Parmi les philosophies qui influent sur l’exercice médical, l’utilitarisme a donc une place importante. Ce courant philosophique, comme nous l’avons vu brièvement régit la pensée anglo-saxonne depuis maintenant deux siècles, et son influence, sur nos pratiques ne cesse de s’accentuer, en particulier dans le domaine de l’éthique appliquée (euthanasie par exemple). Comme nous le savons cette doctrine « enseigne qu’une action ne peut être jugée moralement bonne ou mauvaise qu’en raison de ses conséquences bonnes ou mauvaises pour le bonheur des individus concernés ». Ainsi le bonheur – éviter la douleur et rechercher le plaisir – devient-il la fin de toute vie humaine (« welfarisme »), la valeur unique. Ainsi l’utilité (tout ce qui procure satisfaction) devient-elle le seul fondement de la vérité. Tel est en quelques sortes, ce qui fonde le bien et le mal. A ce critère s’ajoute un impératif moral, qui est celui de maximiser le bien : « produire le plus grand bonheur pour le plus grand nombre », selon la thèse de Bentham (« prescriptivisme »). Enfin l’action morale est évaluée en fonction de ses conséquences sur l’individu et le collectif (« conséquentialisme ») : faire le bien suppose une évaluation au cas par cas qui tiennent compte des effets prévisibles de l’acte. En d’autres termes, il ne peut y avoir ici de critère a priori pour juger l’action.

L’utilitarisme rejette donc toute morale déontologique dans laquelle c’est le respect de principes indépendants qui donne son caractère moral à l’acte. C’est en ce sens, l’antithèse de la position kantienne pour laquelle l’action morale doit s’exercer sans tenir compte de ses conséquences.

 

Alors que la science est aujourd’hui omniprésente, on observe une attitude plutôt critique à son égard. Depuis les Lumières, la progression des connaissances était associée à l’idée d’un bonheur futur. Le progrès de la connaissance (scientifique) et le progrès moral (aboutissant en particulier au bonheur) ne vont plus de pair aujourd’hui. Il n’est plus possible d’ »associer la connaissance et les valeurs comme étant les deux faces d’une même réalité. (ce qu’avait finalement fait Kant : l’esprit humain étant composé de l’entendement qui sert pour la connaissance et la Raison essentielle pour la morale). Ainsi aujourd’hui la science est confrontée à un relativisme et un scepticisme fort à son égard. Les rapports moraux traditionnels ont été dissous et les êtres humaines adoptent envers l’avenir une attitude de méfiances voire de défiance.

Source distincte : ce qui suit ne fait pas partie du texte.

//! Tagged values.
//!
//! Every value handed to the formatter or scanner carries an explicit
//! [`Kind`] chosen where the value is built. `%T` renders that tag; the
//! scanner uses it to decide how to convert input text.

// ---------------------------------------------------------------------------
// Kind
// ---------------------------------------------------------------------------

/// The closed set of value kinds.
///
/// `Int`/`Uint` are the 64-bit machine-word kinds, distinct from the
/// explicitly sized `Int64`/`Uint64` only in their type name.
#[derive(Debug, Clone, Copy, PartialEq, Eq, Hash)]
pub enum Kind {
    Int,
    Int8,
    Int16,
    Int32,
    Int64,
    Uint,
    Uint8,
    Uint16,
    Uint32,
    Uint64,
    Float32,
    Float64,
    String,
    Bool,
}

impl Kind {
    pub const ALL: [Kind; 14] = [
        Kind::Int,
        Kind::Int8,
        Kind::Int16,
        Kind::Int32,
        Kind::Int64,
        Kind::Uint,
        Kind::Uint8,
        Kind::Uint16,
        Kind::Uint32,
        Kind::Uint64,
        Kind::Float32,
        Kind::Float64,
        Kind::String,
        Kind::Bool,
    ];

    /// Type name rendered by `%T`.
    #[must_use]
    pub const fn name(self) -> &'static str {
        match self {
            Kind::Int => "int",
            Kind::Int8 => "int8",
            Kind::Int16 => "int16",
            Kind::Int32 => "int32",
            Kind::Int64 => "int64",
            Kind::Uint => "uint",
            Kind::Uint8 => "uint8",
            Kind::Uint16 => "uint16",
            Kind::Uint32 => "uint32",
            Kind::Uint64 => "uint64",
            Kind::Float32 => "float32",
            Kind::Float64 => "float64",
            Kind::String => "string",
            Kind::Bool => "bool",
        }
    }

    /// Inverse of [`Kind::name`].
    #[must_use]
    pub fn from_name(name: &str) -> Option<Kind> {
        Kind::ALL.into_iter().find(|kind| kind.name() == name)
    }

    #[must_use]
    pub const fn is_integer(self) -> bool {
        self.int_bits().is_some()
    }

    #[must_use]
    pub const fn is_float(self) -> bool {
        matches!(self, Kind::Float32 | Kind::Float64)
    }

    #[must_use]
    pub const fn is_numeric(self) -> bool {
        self.is_integer() || self.is_float()
    }

    #[must_use]
    pub const fn is_signed(self) -> bool {
        matches!(
            self,
            Kind::Int | Kind::Int8 | Kind::Int16 | Kind::Int32 | Kind::Int64
        ) || self.is_float()
    }

    /// Bit width of integer kinds, `None` otherwise.
    #[must_use]
    pub const fn int_bits(self) -> Option<u32> {
        match self {
            Kind::Int8 | Kind::Uint8 => Some(8),
            Kind::Int16 | Kind::Uint16 => Some(16),
            Kind::Int32 | Kind::Uint32 => Some(32),
            Kind::Int | Kind::Int64 | Kind::Uint | Kind::Uint64 => Some(64),
            _ => None,
        }
    }

    /// The zero value of this kind.
    #[must_use]
    pub fn zero(self) -> Value {
        match self {
            Kind::Int => Value::Int(0),
            Kind::Int8 => Value::Int8(0),
            Kind::Int16 => Value::Int16(0),
            Kind::Int32 => Value::Int32(0),
            Kind::Int64 => Value::Int64(0),
            Kind::Uint => Value::Uint(0),
            Kind::Uint8 => Value::Uint8(0),
            Kind::Uint16 => Value::Uint16(0),
            Kind::Uint32 => Value::Uint32(0),
            Kind::Uint64 => Value::Uint64(0),
            Kind::Float32 => Value::Float32(0.0),
            Kind::Float64 => Value::Float64(0.0),
            Kind::String => Value::String(String::new()),
            Kind::Bool => Value::Bool(false),
        }
    }
}

impl std::fmt::Display for Kind {
    fn fmt(&self, f: &mut std::fmt::Formatter<'_>) -> std::fmt::Result {
        f.write_str(self.name())
    }
}

// ---------------------------------------------------------------------------
// Value
// ---------------------------------------------------------------------------

/// A value tagged with its [`Kind`].
#[derive(Debug, Clone, PartialEq)]
pub enum Value {
    Int(i64),
    Int8(i8),
    Int16(i16),
    Int32(i32),
    Int64(i64),
    Uint(u64),
    Uint8(u8),
    Uint16(u16),
    Uint32(u32),
    Uint64(u64),
    Float32(f32),
    Float64(f64),
    String(String),
    Bool(bool),
}

impl Value {
    /// A machine-word signed integer (`int`).
    #[must_use]
    pub const fn int(v: i64) -> Self {
        Value::Int(v)
    }

    /// A machine-word unsigned integer (`uint`).
    #[must_use]
    pub const fn uint(v: u64) -> Self {
        Value::Uint(v)
    }

    #[must_use]
    pub const fn kind(&self) -> Kind {
        match self {
            Value::Int(_) => Kind::Int,
            Value::Int8(_) => Kind::Int8,
            Value::Int16(_) => Kind::Int16,
            Value::Int32(_) => Kind::Int32,
            Value::Int64(_) => Kind::Int64,
            Value::Uint(_) => Kind::Uint,
            Value::Uint8(_) => Kind::Uint8,
            Value::Uint16(_) => Kind::Uint16,
            Value::Uint32(_) => Kind::Uint32,
            Value::Uint64(_) => Kind::Uint64,
            Value::Float32(_) => Kind::Float32,
            Value::Float64(_) => Kind::Float64,
            Value::String(_) => Kind::String,
            Value::Bool(_) => Kind::Bool,
        }
    }

    /// Integer payload widened to `i128`: sign-extended for signed kinds,
    /// zero-extended for unsigned ones. `None` for non-integers.
    #[must_use]
    pub fn integer_bits(&self) -> Option<i128> {
        match *self {
            Value::Int(v) | Value::Int64(v) => Some(i128::from(v)),
            Value::Int8(v) => Some(i128::from(v)),
            Value::Int16(v) => Some(i128::from(v)),
            Value::Int32(v) => Some(i128::from(v)),
            Value::Uint(v) | Value::Uint64(v) => Some(i128::from(v)),
            Value::Uint8(v) => Some(i128::from(v)),
            Value::Uint16(v) => Some(i128::from(v)),
            Value::Uint32(v) => Some(i128::from(v)),
            _ => None,
        }
    }

    /// Float payload widened to `f64`. `None` for non-floats.
    #[must_use]
    pub fn float_value(&self) -> Option<f64> {
        match *self {
            Value::Float32(v) => Some(f64::from(v)),
            Value::Float64(v) => Some(v),
            _ => None,
        }
    }

    /// String payload. `None` for other kinds.
    #[must_use]
    pub fn as_str(&self) -> Option<&str> {
        match self {
            Value::String(s) => Some(s),
            _ => None,
        }
    }

    /// Bool payload. `None` for other kinds.
    #[must_use]
    pub const fn as_bool(&self) -> Option<bool> {
        match *self {
            Value::Bool(b) => Some(b),
            _ => None,
        }
    }
}

/// Default (`%v`) rendering.
impl std::fmt::Display for Value {
    fn fmt(&self, f: &mut std::fmt::Formatter<'_>) -> std::fmt::Result {
        f.write_str(&crate::format::format_value(self))
    }
}

macro_rules! impl_from_native {
    ($($native:ty => $variant:ident),* $(,)?) => {
        $(
            impl From<$native> for Value {
                fn from(v: $native) -> Self {
                    Value::$variant(v)
                }
            }
        )*
    };
}

impl_from_native! {
    i8 => Int8,
    i16 => Int16,
    i32 => Int32,
    i64 => Int64,
    u8 => Uint8,
    u16 => Uint16,
    u32 => Uint32,
    u64 => Uint64,
    f32 => Float32,
    f64 => Float64,
    String => String,
    bool => Bool,
}

impl From<&str> for Value {
    fn from(v: &str) -> Self {
        Value::String(v.to_string())
    }
}

#[cfg(test)]
mod tests {
    use super::*;

    #[test]
    fn kind_names_round_trip() {
        for kind in Kind::ALL {
            assert_eq!(Kind::from_name(kind.name()), Some(kind));
            assert_eq!(kind.zero().kind(), kind);
        }
        assert_eq!(Kind::from_name("complex128"), None);
    }

    #[test]
    fn tag_comes_from_construction_site() {
        assert_eq!(Value::from(5i32).kind(), Kind::Int32);
        assert_eq!(Value::int(5).kind(), Kind::Int);
        assert_eq!(Value::from(5i64).kind(), Kind::Int64);
        assert_eq!(Value::uint(5).kind(), Kind::Uint);
        assert_eq!(Value::from("x").kind(), Kind::String);
        assert_eq!(Value::from(1.5f32).kind(), Kind::Float32);
    }

    #[test]
    fn integer_bits_extends_by_signedness() {
        assert_eq!(Value::Int8(-1).integer_bits(), Some(-1));
        assert_eq!(Value::Uint8(255).integer_bits(), Some(255));
        assert_eq!(Value::Uint64(u64::MAX).integer_bits(), Some(i128::from(u64::MAX)));
        assert_eq!(Value::Float64(1.0).integer_bits(), None);
    }

    #[test]
    fn payload_accessors_match_kind() {
        assert_eq!(Value::from("hi").as_str(), Some("hi"));
        assert_eq!(Value::int(1).as_str(), None);
        assert_eq!(Value::Bool(true).as_bool(), Some(true));
        assert_eq!(Value::from("true").as_bool(), None);
        assert_eq!(Value::Float32(0.5).float_value(), Some(0.5));
    }

    #[test]
    fn kind_classification() {
        assert!(Kind::Uint16.is_integer());
        assert!(!Kind::Uint16.is_signed());
        assert!(Kind::Float32.is_float());
        assert!(Kind::Float32.is_numeric());
        assert!(!Kind::String.is_numeric());
        assert_eq!(Kind::Int.int_bits(), Some(64));
        assert_eq!(Kind::Bool.int_bits(), None);
    }
}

La science et la technique sont associées (on parle de techno-sciences par exemple) et cette technique de progrès constant est de plus en plus réduite à un outil à la disposition des envies de confort des consommateurs contemporains.

Comme le scientifique, le philosophe cherche des vérités, mais ce ne sont pas des vérités observables, démontrables et obtenues par une méthodologie rationnelle définie strictement selon le schéma Hypothèse – expérience – conclusion.

En effet parmi les questions que se posent l’homme, la question du Bien se pose, mais aussi celle du savoir comment agir, quelles sont les actions bonnes… Y a-t-il des normes de types morales ? La liaison entre le théorique (la connaissance) et le pratique (l’action) est elle indissociable en philosophie ?

Ainsi l’éthique a une place central dans la philosophie car elle s’interroge sur le fait de savoir comment nous devons agir : qu’est ce qu’une action bonne ? Au nom de quels critères évaluer une action ou un comportement ? Qu’est ce le bien ? Et face à la science et la technique, l’éthique s’interroge sur les actes présents et futurs, sur les possibilités fournies par la technique et leur implication sur l’humanité en tant qu’espèce ou sur les individus en particuliers.